[Collected data entries]
——
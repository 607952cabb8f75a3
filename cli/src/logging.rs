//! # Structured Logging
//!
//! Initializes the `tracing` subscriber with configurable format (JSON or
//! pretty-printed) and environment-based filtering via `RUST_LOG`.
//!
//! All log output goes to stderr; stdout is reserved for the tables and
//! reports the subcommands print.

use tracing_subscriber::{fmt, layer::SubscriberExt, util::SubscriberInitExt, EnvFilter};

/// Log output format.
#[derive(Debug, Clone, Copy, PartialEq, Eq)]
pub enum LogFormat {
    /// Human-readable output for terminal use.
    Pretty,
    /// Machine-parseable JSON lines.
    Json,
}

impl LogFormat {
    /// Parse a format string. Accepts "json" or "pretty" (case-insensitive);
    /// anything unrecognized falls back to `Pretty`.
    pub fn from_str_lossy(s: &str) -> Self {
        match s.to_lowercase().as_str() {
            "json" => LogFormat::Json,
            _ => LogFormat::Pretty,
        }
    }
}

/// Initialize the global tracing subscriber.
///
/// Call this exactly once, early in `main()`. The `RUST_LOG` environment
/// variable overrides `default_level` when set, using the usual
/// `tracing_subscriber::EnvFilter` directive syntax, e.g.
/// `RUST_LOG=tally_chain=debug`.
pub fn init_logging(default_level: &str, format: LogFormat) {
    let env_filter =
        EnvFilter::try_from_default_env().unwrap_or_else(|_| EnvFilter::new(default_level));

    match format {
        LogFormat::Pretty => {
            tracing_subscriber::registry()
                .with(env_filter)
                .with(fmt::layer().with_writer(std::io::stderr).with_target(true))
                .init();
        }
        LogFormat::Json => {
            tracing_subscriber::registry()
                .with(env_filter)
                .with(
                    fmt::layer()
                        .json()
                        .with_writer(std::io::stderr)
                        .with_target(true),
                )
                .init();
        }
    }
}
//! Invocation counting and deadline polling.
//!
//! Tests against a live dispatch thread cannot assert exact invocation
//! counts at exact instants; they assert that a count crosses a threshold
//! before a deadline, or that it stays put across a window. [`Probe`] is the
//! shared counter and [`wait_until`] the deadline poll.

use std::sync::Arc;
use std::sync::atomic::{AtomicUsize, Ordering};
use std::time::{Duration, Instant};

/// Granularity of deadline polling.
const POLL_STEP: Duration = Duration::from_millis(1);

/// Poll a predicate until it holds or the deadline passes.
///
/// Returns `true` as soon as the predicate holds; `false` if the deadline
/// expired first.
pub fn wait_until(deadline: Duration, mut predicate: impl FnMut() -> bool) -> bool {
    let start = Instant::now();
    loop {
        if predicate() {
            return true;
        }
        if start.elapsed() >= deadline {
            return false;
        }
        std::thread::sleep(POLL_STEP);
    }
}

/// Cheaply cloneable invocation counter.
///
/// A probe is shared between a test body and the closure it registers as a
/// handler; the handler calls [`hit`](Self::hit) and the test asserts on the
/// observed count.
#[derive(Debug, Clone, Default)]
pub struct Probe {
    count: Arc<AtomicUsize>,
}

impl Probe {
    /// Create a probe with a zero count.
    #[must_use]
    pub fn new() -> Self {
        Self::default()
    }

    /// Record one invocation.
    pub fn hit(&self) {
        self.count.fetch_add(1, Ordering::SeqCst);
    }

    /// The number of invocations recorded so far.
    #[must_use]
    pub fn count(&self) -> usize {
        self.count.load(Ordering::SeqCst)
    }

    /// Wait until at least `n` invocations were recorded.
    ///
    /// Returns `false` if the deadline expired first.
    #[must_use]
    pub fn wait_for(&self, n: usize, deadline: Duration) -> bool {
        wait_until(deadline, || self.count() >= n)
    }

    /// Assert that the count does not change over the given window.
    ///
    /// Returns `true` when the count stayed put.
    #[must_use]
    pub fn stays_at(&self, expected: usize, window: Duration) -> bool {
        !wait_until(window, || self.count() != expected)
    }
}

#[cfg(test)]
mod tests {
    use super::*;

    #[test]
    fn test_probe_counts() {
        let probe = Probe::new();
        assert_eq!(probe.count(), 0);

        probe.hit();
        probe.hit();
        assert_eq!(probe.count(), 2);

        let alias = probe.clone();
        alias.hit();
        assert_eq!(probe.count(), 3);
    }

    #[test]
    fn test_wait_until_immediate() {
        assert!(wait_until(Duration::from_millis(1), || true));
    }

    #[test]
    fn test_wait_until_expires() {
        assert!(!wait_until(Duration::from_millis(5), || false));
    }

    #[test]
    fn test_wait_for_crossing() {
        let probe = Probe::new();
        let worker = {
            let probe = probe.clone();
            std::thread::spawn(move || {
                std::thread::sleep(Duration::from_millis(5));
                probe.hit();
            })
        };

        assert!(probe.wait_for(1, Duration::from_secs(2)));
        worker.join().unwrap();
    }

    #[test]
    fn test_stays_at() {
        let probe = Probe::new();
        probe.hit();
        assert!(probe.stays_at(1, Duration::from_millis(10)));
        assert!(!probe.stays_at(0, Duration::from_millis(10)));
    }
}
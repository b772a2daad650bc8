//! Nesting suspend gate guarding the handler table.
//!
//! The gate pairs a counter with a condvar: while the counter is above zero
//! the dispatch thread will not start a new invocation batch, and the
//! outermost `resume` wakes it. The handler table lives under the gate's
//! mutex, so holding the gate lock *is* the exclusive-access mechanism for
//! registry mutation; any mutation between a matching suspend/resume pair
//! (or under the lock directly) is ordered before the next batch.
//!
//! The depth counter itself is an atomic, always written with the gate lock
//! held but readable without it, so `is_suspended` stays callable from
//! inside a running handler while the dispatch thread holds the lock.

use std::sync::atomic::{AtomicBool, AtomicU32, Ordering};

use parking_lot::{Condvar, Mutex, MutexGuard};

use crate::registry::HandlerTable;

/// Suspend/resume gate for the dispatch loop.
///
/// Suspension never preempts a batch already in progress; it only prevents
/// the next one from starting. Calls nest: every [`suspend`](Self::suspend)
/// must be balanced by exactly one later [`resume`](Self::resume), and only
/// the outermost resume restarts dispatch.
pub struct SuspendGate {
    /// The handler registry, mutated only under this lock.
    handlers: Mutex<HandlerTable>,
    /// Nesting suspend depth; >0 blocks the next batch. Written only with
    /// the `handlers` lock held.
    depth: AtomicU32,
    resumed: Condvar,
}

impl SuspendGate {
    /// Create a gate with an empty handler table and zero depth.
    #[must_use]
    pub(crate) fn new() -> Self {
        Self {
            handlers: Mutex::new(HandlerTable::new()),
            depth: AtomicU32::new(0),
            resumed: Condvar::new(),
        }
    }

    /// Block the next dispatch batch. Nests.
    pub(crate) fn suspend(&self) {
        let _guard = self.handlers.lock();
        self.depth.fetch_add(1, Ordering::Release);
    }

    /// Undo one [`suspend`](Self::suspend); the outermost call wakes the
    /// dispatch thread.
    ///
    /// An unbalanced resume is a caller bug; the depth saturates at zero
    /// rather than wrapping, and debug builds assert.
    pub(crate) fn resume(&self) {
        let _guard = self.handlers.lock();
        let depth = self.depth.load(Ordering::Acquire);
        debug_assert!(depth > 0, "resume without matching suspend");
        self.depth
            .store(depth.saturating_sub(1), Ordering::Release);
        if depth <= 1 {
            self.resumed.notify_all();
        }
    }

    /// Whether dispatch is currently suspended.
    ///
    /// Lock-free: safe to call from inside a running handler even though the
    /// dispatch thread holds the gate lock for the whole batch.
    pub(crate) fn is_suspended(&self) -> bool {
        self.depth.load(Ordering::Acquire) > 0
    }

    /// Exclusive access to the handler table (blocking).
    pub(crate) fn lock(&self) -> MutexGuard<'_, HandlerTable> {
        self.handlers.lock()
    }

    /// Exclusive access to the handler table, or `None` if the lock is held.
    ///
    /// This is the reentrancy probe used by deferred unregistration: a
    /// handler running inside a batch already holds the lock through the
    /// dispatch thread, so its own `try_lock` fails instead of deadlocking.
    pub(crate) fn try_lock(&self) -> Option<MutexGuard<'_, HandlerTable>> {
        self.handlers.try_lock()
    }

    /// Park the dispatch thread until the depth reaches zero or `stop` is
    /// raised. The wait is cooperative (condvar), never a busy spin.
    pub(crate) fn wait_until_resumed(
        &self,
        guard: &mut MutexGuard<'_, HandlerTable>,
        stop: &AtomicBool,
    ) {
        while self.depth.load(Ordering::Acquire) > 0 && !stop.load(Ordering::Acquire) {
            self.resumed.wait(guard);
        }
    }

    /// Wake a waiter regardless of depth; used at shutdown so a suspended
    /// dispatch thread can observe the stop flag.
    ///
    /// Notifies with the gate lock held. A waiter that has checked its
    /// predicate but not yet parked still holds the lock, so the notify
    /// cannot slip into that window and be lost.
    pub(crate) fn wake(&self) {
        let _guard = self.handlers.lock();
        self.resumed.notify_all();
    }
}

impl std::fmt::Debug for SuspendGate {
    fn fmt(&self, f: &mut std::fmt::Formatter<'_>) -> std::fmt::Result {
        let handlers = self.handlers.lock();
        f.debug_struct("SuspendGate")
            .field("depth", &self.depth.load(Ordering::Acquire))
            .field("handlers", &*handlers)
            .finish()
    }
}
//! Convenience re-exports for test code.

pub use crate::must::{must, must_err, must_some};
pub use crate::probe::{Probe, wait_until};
——
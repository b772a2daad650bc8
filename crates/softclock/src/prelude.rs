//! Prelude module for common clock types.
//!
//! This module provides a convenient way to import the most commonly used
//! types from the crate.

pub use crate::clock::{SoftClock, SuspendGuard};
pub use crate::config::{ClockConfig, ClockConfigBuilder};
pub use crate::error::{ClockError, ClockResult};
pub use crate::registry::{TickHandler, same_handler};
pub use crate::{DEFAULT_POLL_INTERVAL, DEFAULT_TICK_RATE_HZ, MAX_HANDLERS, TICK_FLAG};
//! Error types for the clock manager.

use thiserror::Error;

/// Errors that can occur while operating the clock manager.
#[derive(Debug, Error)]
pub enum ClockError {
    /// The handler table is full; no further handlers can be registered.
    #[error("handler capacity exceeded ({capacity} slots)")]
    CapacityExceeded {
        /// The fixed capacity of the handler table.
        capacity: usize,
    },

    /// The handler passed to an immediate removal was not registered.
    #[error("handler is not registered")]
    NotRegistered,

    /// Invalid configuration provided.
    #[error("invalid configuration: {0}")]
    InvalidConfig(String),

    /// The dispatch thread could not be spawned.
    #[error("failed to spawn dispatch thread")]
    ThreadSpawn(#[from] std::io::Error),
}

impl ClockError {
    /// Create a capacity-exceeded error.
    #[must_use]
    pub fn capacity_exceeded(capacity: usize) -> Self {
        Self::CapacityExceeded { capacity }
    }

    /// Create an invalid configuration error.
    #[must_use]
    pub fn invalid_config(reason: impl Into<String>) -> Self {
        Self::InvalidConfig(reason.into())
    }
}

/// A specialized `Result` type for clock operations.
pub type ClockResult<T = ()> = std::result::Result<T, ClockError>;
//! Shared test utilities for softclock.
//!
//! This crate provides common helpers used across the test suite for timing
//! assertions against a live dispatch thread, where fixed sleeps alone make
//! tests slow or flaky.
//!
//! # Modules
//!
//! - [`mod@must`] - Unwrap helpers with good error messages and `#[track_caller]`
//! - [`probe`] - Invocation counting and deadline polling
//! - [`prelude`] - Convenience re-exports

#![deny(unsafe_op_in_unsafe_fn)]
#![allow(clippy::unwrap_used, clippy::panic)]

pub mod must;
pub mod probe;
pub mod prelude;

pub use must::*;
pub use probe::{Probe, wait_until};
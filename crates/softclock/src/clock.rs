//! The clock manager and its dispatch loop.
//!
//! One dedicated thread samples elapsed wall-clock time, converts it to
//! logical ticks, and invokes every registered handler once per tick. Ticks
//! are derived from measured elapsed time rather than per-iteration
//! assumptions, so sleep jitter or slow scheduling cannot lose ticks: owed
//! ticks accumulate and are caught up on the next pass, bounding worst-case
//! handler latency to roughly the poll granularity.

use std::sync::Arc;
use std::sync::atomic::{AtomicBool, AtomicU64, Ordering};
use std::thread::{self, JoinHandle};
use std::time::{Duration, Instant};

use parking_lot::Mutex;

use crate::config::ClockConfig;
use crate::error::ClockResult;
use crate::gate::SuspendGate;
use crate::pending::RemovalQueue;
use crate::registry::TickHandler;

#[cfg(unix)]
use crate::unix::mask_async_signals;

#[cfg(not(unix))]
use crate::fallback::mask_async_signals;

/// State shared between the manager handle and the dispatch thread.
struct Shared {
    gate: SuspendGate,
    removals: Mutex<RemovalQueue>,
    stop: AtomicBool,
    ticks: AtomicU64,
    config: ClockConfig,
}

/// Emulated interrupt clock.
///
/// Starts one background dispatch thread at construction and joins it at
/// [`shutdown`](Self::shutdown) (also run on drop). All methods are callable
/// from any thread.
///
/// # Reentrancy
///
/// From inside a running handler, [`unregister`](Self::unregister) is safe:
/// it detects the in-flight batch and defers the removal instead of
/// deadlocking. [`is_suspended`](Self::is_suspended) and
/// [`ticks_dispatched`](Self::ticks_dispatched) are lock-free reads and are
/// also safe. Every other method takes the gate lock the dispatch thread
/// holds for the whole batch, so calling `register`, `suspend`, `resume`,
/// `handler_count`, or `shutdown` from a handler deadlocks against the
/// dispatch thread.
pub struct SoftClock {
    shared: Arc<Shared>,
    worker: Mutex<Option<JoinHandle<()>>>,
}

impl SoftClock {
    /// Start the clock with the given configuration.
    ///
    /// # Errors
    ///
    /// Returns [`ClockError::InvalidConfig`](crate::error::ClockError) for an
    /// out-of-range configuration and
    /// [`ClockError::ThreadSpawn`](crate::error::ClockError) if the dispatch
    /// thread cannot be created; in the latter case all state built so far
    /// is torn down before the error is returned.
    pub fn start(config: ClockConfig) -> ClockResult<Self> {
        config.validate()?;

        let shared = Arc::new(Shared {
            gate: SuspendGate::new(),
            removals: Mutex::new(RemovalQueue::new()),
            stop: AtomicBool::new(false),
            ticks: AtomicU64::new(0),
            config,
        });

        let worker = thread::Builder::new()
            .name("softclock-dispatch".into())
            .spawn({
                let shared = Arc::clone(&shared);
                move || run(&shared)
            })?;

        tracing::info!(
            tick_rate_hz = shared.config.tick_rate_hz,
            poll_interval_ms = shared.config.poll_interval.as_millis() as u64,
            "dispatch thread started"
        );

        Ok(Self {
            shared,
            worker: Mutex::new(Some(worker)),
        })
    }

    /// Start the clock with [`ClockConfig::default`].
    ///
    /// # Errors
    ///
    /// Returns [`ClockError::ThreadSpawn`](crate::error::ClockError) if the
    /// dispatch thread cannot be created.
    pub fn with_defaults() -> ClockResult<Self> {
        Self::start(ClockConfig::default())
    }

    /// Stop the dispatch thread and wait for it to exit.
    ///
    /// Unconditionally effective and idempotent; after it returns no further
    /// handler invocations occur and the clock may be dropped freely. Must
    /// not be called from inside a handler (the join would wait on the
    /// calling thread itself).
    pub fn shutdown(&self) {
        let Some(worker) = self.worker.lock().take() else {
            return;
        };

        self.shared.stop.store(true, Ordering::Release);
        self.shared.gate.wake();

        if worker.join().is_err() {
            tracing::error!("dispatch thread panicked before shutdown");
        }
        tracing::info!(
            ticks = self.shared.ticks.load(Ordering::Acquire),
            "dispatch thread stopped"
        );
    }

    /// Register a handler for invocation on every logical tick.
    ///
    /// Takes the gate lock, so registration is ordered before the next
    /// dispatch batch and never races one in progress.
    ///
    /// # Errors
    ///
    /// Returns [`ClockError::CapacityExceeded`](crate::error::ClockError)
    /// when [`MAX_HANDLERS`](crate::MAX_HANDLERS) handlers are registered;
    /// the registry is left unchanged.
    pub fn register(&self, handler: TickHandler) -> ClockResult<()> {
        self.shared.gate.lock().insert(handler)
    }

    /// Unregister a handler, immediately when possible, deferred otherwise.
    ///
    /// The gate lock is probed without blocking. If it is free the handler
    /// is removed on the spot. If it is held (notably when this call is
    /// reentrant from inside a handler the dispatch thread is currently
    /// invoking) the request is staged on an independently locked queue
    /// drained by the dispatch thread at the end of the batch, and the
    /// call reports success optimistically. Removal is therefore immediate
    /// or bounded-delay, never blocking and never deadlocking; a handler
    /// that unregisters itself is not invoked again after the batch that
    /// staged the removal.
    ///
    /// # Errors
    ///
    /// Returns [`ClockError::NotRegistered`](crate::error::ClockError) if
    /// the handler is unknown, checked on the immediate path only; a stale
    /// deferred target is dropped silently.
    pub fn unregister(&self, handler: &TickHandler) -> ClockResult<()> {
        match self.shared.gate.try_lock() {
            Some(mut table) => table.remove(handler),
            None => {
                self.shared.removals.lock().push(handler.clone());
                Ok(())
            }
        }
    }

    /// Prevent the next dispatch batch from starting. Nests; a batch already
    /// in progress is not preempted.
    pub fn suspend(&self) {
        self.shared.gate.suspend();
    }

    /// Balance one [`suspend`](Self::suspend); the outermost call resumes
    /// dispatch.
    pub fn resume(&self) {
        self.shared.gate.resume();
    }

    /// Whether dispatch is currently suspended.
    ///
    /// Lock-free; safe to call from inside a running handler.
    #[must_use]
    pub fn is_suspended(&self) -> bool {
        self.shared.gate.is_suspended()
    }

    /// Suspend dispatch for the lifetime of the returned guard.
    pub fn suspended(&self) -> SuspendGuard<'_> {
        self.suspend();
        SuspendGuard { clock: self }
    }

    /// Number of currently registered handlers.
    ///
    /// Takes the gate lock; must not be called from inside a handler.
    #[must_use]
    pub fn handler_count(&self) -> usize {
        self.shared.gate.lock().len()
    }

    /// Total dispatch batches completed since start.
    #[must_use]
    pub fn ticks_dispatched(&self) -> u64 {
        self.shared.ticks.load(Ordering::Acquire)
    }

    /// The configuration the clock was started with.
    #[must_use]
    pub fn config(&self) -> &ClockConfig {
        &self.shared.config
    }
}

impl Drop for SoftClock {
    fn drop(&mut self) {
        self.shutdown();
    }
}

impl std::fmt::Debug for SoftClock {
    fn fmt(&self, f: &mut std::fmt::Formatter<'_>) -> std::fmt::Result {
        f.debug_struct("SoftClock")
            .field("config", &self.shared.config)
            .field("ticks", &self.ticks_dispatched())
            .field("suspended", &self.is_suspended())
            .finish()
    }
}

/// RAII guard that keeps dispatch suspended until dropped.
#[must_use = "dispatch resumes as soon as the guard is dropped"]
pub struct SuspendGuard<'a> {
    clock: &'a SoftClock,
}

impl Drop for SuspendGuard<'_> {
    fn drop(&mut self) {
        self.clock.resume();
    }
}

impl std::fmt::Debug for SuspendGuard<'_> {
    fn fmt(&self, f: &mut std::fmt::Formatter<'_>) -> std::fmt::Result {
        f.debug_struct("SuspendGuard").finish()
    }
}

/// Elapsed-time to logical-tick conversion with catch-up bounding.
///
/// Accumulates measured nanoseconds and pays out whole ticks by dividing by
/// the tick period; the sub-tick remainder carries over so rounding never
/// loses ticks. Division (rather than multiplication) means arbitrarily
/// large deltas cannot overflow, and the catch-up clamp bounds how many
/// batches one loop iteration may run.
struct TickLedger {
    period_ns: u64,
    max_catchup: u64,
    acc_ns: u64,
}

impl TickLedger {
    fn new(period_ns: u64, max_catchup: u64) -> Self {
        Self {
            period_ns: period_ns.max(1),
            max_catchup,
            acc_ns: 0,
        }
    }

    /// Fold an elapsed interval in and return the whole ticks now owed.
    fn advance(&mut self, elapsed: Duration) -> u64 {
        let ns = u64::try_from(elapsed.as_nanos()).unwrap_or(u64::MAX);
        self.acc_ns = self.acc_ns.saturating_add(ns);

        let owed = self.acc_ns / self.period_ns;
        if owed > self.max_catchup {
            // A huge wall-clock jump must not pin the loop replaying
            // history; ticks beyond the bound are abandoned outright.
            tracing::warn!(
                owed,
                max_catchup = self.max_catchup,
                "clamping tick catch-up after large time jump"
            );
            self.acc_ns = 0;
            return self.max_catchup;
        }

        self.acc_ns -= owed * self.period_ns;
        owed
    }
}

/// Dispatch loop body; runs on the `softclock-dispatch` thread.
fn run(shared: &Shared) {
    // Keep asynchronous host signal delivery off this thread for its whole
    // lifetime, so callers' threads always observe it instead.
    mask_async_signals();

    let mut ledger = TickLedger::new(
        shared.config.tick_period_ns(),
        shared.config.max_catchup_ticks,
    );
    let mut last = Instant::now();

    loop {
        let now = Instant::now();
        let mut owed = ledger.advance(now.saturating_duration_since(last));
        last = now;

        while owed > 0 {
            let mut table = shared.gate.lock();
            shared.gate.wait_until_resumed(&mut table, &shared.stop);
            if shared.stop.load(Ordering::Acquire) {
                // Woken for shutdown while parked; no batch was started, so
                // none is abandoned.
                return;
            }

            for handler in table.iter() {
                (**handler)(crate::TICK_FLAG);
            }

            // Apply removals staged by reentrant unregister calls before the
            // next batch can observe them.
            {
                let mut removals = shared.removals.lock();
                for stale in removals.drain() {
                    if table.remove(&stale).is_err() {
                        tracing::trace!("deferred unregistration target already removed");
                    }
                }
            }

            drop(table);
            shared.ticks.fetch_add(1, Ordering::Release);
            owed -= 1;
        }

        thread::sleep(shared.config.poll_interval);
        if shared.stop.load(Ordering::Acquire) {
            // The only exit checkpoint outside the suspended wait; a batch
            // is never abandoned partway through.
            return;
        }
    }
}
——
--- Work to be completed ---
If a line of the data contains "progress", copy it out.

--- Result of this task ---
/// Suspension never preempts a batch already in progress; it only prevents
    /// dispatch batch and never races one in progress.
    /// in progress is not preempted.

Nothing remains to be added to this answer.